//! Thread management utilities.
//!
//! This crate provides:
//! - Named thread spawning with shutdown coordination
//! - Thread pools that drain queued work before exiting
//! - Panic containment for pooled tasks
//! - The [`scheduler`] abstraction used to hop between worker threads and the
//!   single delivery thread

#![warn(missing_docs)]

pub mod scheduler;

pub use scheduler::{ManualScheduler, Scheduler, Task, ThreadScheduler};

use std::io;
use std::sync::atomic::{AtomicBool, Ordering};
use std::sync::Arc;
use std::thread::{self, JoinHandle, ThreadId};
use std::time::Duration;

const IDLE_POLL: Duration = Duration::from_millis(100);

/// A handle to a named, managed thread.
pub struct ManagedThread {
    handle: Option<JoinHandle<()>>,
    shutdown: Arc<AtomicBool>,
    name: String,
    id: ThreadId,
}

impl ManagedThread {
    /// Spawn a new named thread.
    pub fn spawn<F>(name: impl Into<String>, f: F) -> io::Result<Self>
    where
        F: FnOnce(ShutdownSignal) + Send + 'static,
    {
        let name = name.into();
        let shutdown = Arc::new(AtomicBool::new(false));
        let signal = ShutdownSignal(shutdown.clone());

        let handle = thread::Builder::new()
            .name(name.clone())
            .spawn(move || f(signal))?;
        let id = handle.thread().id();

        Ok(Self {
            handle: Some(handle),
            shutdown,
            name,
            id,
        })
    }

    /// Signal the thread to shut down.
    pub fn signal_shutdown(&self) {
        self.shutdown.store(true, Ordering::SeqCst);
    }

    /// Wait for the thread to complete.
    pub fn join(mut self) -> thread::Result<()> {
        match self.handle.take() {
            Some(handle) => handle.join(),
            None => Ok(()),
        }
    }

    /// Signal shutdown and wait.
    pub fn shutdown(self) -> thread::Result<()> {
        self.signal_shutdown();
        self.join()
    }

    /// Get the thread name.
    pub fn name(&self) -> &str {
        &self.name
    }

    /// Get the OS thread id.
    pub fn id(&self) -> ThreadId {
        self.id
    }

    /// Check if shutdown was requested.
    pub fn is_shutdown_requested(&self) -> bool {
        self.shutdown.load(Ordering::SeqCst)
    }
}

impl Drop for ManagedThread {
    fn drop(&mut self) {
        // Never join here: a pool may be dropped from one of its own workers.
        self.signal_shutdown();
    }
}

/// A signal to check for shutdown requests.
#[derive(Clone)]
pub struct ShutdownSignal(Arc<AtomicBool>);

impl ShutdownSignal {
    /// Check if shutdown was requested.
    pub fn is_requested(&self) -> bool {
        self.0.load(Ordering::SeqCst)
    }
}

/// Error returned when submitting to a pool whose workers are gone.
#[derive(Debug, Clone, thiserror::Error)]
#[error("thread pool '{name}' is closed")]
pub struct PoolClosed {
    /// Name prefix of the pool.
    pub name: String,
}

type Job = Box<dyn FnOnce() + Send + 'static>;

/// A fixed-size pool of named worker threads.
///
/// Workers exit once shutdown is requested *and* the queue is idle, or once
/// every sender is gone and the queue is drained.
pub struct ThreadPool {
    name: String,
    workers: Vec<ManagedThread>,
    sender: Option<crossbeam_channel::Sender<Job>>,
}

impl ThreadPool {
    /// Create a new pool with `size` workers named `{name}-{index}`.
    pub fn new(name: impl Into<String>, size: usize) -> io::Result<Self> {
        let name = name.into();
        let size = size.max(1);
        let (sender, receiver) = crossbeam_channel::unbounded::<Job>();

        let workers = (0..size)
            .map(|i| {
                let rx = receiver.clone();
                ManagedThread::spawn(format!("{}-{}", name, i), move |signal| {
                    worker_loop(rx, signal)
                })
            })
            .collect::<io::Result<Vec<_>>>()?;

        tracing::debug!(pool = %name, workers = size, "thread pool started");

        Ok(Self {
            name,
            workers,
            sender: Some(sender),
        })
    }

    /// Submit a task to the pool.
    pub fn submit<F>(&self, f: F) -> Result<(), PoolClosed>
    where
        F: FnOnce() + Send + 'static,
    {
        let closed = || PoolClosed {
            name: self.name.clone(),
        };
        let sender = self.sender.as_ref().ok_or_else(closed)?;
        sender.send(Box::new(f)).map_err(|_| closed())
    }

    /// Name prefix of the pool's threads.
    pub fn name(&self) -> &str {
        &self.name
    }

    /// Number of worker threads.
    pub fn size(&self) -> usize {
        self.workers.len()
    }

    /// Thread ids of every worker.
    pub fn thread_ids(&self) -> Vec<ThreadId> {
        self.workers.iter().map(ManagedThread::id).collect()
    }

    /// Stop accepting work, let workers drain the queue, and wait for them.
    pub fn shutdown(mut self) {
        self.sender.take();
        for worker in std::mem::take(&mut self.workers) {
            if worker.join().is_err() {
                tracing::error!(pool = %self.name, "worker thread panicked during shutdown");
            }
        }
    }
}

fn worker_loop(rx: crossbeam_channel::Receiver<Job>, signal: ShutdownSignal) {
    loop {
        match rx.recv_timeout(IDLE_POLL) {
            Ok(job) => {
                if let Err(message) = catch_panic(std::panic::AssertUnwindSafe(job)) {
                    tracing::error!(panic = %message, "pooled task panicked");
                }
            }
            Err(crossbeam_channel::RecvTimeoutError::Timeout) => {
                if signal.is_requested() {
                    break;
                }
            }
            Err(crossbeam_channel::RecvTimeoutError::Disconnected) => break,
        }
    }
}

/// Catch panics and convert to Result.
pub fn catch_panic<F, T>(f: F) -> Result<T, String>
where
    F: FnOnce() -> T + std::panic::UnwindSafe,
{
    std::panic::catch_unwind(f).map_err(|e| {
        if let Some(s) = e.downcast_ref::<&str>() {
            s.to_string()
        } else if let Some(s) = e.downcast_ref::<String>() {
            s.clone()
        } else {
            "unknown panic".to_string()
        }
    })
}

────────────────────────────────────────

▸ Exercise description: Please write out the data again exactly as it stands.

▸ Task answer:
//! Thread management utilities.
//!
//! This crate provides:
//! - Named thread spawning with shutdown coordination
//! - Thread pools that drain queued work before exiting
//! - Panic containment for pooled tasks
//! - The [`scheduler`] abstraction used to hop between worker threads and the
//!   single delivery thread

#![warn(missing_docs)]

pub mod scheduler;

pub use scheduler::{ManualScheduler, Scheduler, Task, ThreadScheduler};

use std::io;
use std::sync::atomic::{AtomicBool, Ordering};
use std::sync::Arc;
use std::thread::{self, JoinHandle, ThreadId};
use std::time::Duration;

const IDLE_POLL: Duration = Duration::from_millis(100);

/// A handle to a named, managed thread.
pub struct ManagedThread {
    handle: Option<JoinHandle<()>>,
    shutdown: Arc<AtomicBool>,
    name: String,
    id: ThreadId,
}

impl ManagedThread {
    /// Spawn a new named thread.
    pub fn spawn<F>(name: impl Into<String>, f: F) -> io::Result<Self>
    where
        F: FnOnce(ShutdownSignal) + Send + 'static,
    {
        let name = name.into();
        let shutdown = Arc::new(AtomicBool::new(false));
        let signal = ShutdownSignal(shutdown.clone());

        let handle = thread::Builder::new()
            .name(name.clone())
            .spawn(move || f(signal))?;
        let id = handle.thread().id();

        Ok(Self {
            handle: Some(handle),
            shutdown,
            name,
            id,
        })
    }

    /// Signal the thread to shut down.
    pub fn signal_shutdown(&self) {
        self.shutdown.store(true, Ordering::SeqCst);
    }

    /// Wait for the thread to complete.
    pub fn join(mut self) -> thread::Result<()> {
        match self.handle.take() {
            Some(handle) => handle.join(),
            None => Ok(()),
        }
    }

    /// Signal shutdown and wait.
    pub fn shutdown(self) -> thread::Result<()> {
        self.signal_shutdown();
        self.join()
    }

    /// Get the thread name.
    pub fn name(&self) -> &str {
        &self.name
    }

    /// Get the OS thread id.
    pub fn id(&self) -> ThreadId {
        self.id
    }

    /// Check if shutdown was requested.
    pub fn is_shutdown_requested(&self) -> bool {
        self.shutdown.load(Ordering::SeqCst)
    }
}

impl Drop for ManagedThread {
    fn drop(&mut self) {
        // Never join here: a pool may be dropped from one of its own workers.
        self.signal_shutdown();
    }
}

/// A signal to check for shutdown requests.
#[derive(Clone)]
pub struct ShutdownSignal(Arc<AtomicBool>);

impl ShutdownSignal {
    /// Check if shutdown was requested.
    pub fn is_requested(&self) -> bool {
        self.0.load(Ordering::SeqCst)
    }
}

/// Error returned when submitting to a pool whose workers are gone.
#[derive(Debug, Clone, thiserror::Error)]
#[error("thread pool '{name}' is closed")]
pub struct PoolClosed {
    /// Name prefix of the pool.
    pub name: String,
}

type Job = Box<dyn FnOnce() + Send + 'static>;

/// A fixed-size pool of named worker threads.
///
/// Workers exit once shutdown is requested *and* the queue is idle, or once
/// every sender is gone and the queue is drained.
pub struct ThreadPool {
    name: String,
    workers: Vec<ManagedThread>,
    sender: Option<crossbeam_channel::Sender<Job>>,
}

impl ThreadPool {
    /// Create a new pool with `size` workers named `{name}-{index}`.
    pub fn new(name: impl Into<String>, size: usize) -> io::Result<Self> {
        let name = name.into();
        let size = size.max(1);
        let (sender, receiver) = crossbeam_channel::unbounded::<Job>();

        let workers = (0..size)
            .map(|i| {
                let rx = receiver.clone();
                ManagedThread::spawn(format!("{}-{}", name, i), move |signal| {
                    worker_loop(rx, signal)
                })
            })
            .collect::<io::Result<Vec<_>>>()?;

        tracing::debug!(pool = %name, workers = size, "thread pool started");

        Ok(Self {
            name,
            workers,
            sender: Some(sender),
        })
    }

    /// Submit a task to the pool.
    pub fn submit<F>(&self, f: F) -> Result<(), PoolClosed>
    where
        F: FnOnce() + Send + 'static,
    {
        let closed = || PoolClosed {
            name: self.name.clone(),
        };
        let sender = self.sender.as_ref().ok_or_else(closed)?;
        sender.send(Box::new(f)).map_err(|_| closed())
    }

    /// Name prefix of the pool's threads.
    pub fn name(&self) -> &str {
        &self.name
    }

    /// Number of worker threads.
    pub fn size(&self) -> usize {
        self.workers.len()
    }

    /// Thread ids of every worker.
    pub fn thread_ids(&self) -> Vec<ThreadId> {
        self.workers.iter().map(ManagedThread::id).collect()
    }

    /// Stop accepting work, let workers drain the queue, and wait for them.
    pub fn shutdown(mut self) {
        self.sender.take();
        for worker in std::mem::take(&mut self.workers) {
            if worker.join().is_err() {
                tracing::error!(pool = %self.name, "worker thread panicked during shutdown");
            }
        }
    }
}

fn worker_loop(rx: crossbeam_channel::Receiver<Job>, signal: ShutdownSignal) {
    loop {
        match rx.recv_timeout(IDLE_POLL) {
            Ok(job) => {
                if let Err(message) = catch_panic(std::panic::AssertUnwindSafe(job)) {
                    tracing::error!(panic = %message, "pooled task panicked");
                }
            }
            Err(crossbeam_channel::RecvTimeoutError::Timeout) => {
                if signal.is_requested() {
                    break;
                }
            }
            Err(crossbeam_channel::RecvTimeoutError::Disconnected) => break,
        }
    }
}

/// Catch panics and convert to Result.
pub fn catch_panic<F, T>(f: F) -> Result<T, String>
where
    F: FnOnce() -> T + std::panic::UnwindSafe,
{
    std::panic::catch_unwind(f).map_err(|e| {
        if let Some(s) = e.downcast_ref::<&str>() {
            s.to_string()
        } else if let Some(s) = e.downcast_ref::<String>() {
            s.clone()
        } else {
            "unknown panic".to_string()
        }
    })
}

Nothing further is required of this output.